__Exercise objective__: List each line of the data that holds the string "left", please.

[Dataset entries]
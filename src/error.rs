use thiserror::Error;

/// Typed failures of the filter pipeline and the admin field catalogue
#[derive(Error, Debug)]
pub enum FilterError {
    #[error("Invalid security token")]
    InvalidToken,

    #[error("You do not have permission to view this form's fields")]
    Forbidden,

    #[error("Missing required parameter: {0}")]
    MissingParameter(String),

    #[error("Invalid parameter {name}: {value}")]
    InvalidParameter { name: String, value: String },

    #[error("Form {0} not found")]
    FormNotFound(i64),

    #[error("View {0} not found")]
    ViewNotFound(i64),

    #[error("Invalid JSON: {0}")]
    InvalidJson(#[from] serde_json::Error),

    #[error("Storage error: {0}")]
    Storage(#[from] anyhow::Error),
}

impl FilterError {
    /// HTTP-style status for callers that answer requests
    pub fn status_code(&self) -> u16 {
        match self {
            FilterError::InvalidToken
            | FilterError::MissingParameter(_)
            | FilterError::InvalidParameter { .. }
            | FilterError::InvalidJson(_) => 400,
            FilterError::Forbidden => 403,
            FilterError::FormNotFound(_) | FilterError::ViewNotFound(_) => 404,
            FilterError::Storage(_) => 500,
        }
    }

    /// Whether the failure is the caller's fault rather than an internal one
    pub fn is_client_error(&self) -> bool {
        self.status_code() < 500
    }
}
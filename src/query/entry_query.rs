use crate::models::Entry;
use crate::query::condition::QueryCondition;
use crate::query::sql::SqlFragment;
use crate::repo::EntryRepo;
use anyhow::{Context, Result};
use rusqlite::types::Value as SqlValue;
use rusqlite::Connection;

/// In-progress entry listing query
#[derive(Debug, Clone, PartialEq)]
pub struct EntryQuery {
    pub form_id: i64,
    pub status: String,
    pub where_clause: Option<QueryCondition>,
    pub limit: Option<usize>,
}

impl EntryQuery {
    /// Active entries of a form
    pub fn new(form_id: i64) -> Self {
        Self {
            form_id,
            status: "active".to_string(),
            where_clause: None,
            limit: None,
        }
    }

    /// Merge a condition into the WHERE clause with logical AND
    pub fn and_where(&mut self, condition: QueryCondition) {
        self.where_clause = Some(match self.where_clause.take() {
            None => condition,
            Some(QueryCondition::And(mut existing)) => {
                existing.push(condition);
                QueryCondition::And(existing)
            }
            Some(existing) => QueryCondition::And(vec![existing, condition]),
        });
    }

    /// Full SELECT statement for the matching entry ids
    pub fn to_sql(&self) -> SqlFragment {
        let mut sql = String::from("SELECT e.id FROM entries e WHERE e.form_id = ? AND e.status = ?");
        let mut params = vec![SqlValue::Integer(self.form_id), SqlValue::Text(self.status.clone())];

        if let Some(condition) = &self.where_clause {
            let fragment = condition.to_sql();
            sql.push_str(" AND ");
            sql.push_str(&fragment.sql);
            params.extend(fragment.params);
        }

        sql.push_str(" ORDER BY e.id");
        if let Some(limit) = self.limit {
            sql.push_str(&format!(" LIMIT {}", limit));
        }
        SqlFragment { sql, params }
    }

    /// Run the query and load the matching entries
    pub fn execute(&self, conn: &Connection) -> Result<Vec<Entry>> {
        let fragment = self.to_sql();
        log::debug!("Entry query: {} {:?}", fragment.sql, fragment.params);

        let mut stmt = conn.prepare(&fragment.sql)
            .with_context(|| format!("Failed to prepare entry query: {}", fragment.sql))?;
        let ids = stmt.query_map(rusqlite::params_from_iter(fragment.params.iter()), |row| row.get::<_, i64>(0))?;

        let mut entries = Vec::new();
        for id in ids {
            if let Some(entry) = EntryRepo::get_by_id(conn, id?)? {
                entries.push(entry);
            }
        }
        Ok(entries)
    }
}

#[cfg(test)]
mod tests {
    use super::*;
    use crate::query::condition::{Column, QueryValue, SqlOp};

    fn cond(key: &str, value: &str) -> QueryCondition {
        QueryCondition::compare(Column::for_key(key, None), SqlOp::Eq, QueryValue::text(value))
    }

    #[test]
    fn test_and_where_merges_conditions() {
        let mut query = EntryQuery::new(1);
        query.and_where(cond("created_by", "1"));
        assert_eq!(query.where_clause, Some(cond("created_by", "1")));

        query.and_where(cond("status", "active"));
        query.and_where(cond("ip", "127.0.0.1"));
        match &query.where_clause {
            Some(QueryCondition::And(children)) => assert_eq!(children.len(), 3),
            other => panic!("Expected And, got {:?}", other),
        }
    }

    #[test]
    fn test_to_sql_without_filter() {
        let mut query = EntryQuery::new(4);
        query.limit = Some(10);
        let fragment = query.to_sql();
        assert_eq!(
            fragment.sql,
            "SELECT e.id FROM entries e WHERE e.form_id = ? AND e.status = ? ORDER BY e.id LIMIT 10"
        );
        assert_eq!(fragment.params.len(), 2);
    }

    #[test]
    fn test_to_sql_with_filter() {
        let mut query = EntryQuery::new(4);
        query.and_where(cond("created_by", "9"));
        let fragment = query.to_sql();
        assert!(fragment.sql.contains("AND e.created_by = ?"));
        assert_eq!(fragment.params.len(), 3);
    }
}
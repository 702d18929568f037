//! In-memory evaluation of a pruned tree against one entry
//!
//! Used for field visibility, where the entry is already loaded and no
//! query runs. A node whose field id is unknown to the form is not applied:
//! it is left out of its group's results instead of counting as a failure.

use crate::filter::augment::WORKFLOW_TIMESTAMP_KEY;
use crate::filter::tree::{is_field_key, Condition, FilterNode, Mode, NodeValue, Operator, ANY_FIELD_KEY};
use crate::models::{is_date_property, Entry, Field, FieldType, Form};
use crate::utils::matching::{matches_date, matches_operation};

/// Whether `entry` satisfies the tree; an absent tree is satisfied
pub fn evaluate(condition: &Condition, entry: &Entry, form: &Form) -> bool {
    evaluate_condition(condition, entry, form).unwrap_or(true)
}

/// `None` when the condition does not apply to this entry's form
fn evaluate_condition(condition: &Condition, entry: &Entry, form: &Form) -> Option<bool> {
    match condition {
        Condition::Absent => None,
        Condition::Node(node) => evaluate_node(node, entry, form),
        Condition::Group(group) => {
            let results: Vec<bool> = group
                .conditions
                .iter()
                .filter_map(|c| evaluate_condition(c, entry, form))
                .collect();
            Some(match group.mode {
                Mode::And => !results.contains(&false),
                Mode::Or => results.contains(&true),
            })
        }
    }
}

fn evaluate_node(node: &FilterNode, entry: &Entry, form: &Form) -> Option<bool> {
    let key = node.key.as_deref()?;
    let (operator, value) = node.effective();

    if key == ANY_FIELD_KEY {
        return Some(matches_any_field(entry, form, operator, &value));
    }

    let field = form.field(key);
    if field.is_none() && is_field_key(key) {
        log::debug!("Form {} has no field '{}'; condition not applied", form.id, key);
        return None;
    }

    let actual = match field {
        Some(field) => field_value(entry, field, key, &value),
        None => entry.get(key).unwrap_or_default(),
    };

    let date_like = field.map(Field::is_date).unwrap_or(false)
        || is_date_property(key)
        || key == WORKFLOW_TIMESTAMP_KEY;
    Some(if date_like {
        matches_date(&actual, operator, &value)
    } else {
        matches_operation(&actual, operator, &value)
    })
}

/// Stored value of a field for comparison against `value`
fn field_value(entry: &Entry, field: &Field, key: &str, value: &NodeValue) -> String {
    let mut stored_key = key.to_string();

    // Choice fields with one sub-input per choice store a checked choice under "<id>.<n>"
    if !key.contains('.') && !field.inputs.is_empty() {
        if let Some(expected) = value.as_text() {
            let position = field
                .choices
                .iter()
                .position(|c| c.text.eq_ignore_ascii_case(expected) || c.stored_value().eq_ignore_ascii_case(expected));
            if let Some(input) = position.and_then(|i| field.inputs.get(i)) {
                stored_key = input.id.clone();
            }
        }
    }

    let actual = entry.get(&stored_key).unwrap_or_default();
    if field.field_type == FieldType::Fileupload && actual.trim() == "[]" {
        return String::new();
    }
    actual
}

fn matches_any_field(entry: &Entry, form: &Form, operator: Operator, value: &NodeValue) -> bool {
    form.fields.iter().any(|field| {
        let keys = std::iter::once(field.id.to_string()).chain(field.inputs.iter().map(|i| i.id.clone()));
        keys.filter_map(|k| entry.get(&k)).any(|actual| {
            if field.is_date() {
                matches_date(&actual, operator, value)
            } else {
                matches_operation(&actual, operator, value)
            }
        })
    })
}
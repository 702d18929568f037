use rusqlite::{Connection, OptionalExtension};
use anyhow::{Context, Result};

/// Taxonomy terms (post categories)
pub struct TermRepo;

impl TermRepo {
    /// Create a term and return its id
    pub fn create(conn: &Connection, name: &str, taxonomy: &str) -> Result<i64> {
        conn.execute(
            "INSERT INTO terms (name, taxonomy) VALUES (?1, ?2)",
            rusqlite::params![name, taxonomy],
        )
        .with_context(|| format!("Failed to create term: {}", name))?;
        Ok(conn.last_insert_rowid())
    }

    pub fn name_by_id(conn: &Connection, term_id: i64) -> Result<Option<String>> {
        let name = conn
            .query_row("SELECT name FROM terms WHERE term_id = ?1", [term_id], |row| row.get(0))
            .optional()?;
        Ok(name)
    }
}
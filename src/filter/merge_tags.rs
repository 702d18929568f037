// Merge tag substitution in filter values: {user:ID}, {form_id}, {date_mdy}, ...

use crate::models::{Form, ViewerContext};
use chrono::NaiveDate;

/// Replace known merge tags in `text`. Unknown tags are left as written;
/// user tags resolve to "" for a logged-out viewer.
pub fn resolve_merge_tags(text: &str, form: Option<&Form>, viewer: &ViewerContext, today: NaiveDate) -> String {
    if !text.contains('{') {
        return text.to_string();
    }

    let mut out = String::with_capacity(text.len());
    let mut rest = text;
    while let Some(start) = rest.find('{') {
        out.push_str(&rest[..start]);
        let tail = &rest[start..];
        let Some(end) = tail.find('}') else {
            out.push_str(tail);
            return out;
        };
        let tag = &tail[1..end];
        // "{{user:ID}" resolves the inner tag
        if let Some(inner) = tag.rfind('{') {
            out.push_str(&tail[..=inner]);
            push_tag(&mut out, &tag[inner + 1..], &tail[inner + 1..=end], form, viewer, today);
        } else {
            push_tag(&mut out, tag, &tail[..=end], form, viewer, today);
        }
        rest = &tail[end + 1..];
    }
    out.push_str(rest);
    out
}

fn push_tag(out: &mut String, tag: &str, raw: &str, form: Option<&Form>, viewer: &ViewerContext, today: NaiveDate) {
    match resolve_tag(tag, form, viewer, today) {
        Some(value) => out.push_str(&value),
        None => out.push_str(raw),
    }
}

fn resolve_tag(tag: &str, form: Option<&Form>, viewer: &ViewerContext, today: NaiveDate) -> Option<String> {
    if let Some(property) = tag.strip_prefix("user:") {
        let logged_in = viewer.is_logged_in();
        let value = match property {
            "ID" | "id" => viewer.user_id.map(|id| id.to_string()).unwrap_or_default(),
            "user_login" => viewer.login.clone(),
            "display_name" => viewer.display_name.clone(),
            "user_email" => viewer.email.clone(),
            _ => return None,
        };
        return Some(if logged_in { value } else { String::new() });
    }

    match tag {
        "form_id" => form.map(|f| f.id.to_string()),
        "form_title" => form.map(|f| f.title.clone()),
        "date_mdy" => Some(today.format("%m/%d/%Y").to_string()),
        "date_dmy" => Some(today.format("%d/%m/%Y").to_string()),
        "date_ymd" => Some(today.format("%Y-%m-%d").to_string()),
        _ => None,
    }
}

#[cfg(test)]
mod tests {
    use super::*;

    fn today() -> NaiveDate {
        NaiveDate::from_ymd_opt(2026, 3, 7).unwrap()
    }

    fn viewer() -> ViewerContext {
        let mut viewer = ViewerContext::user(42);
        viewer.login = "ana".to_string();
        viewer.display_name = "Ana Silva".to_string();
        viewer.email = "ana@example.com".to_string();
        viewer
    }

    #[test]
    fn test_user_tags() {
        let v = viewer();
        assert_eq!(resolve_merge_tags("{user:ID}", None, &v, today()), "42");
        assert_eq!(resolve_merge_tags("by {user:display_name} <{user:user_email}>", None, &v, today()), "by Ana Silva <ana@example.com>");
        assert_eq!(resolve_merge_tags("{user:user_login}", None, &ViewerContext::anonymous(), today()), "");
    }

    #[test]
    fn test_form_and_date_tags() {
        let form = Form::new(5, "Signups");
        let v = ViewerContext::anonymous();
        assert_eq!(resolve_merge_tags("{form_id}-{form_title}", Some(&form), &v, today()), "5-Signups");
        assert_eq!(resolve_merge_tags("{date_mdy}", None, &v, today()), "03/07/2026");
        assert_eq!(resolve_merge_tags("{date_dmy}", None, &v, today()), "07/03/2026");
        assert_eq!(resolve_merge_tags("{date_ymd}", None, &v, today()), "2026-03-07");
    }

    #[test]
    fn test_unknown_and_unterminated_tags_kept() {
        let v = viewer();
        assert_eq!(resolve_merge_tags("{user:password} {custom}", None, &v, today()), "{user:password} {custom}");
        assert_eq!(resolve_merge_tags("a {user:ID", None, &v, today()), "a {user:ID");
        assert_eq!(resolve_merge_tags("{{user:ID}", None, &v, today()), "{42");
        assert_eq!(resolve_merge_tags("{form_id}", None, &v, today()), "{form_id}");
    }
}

__Task result__:
//! it is left out of its group's results instead of counting as a failure.
/// Replace known merge tags in `text`. Unknown tags are left as written;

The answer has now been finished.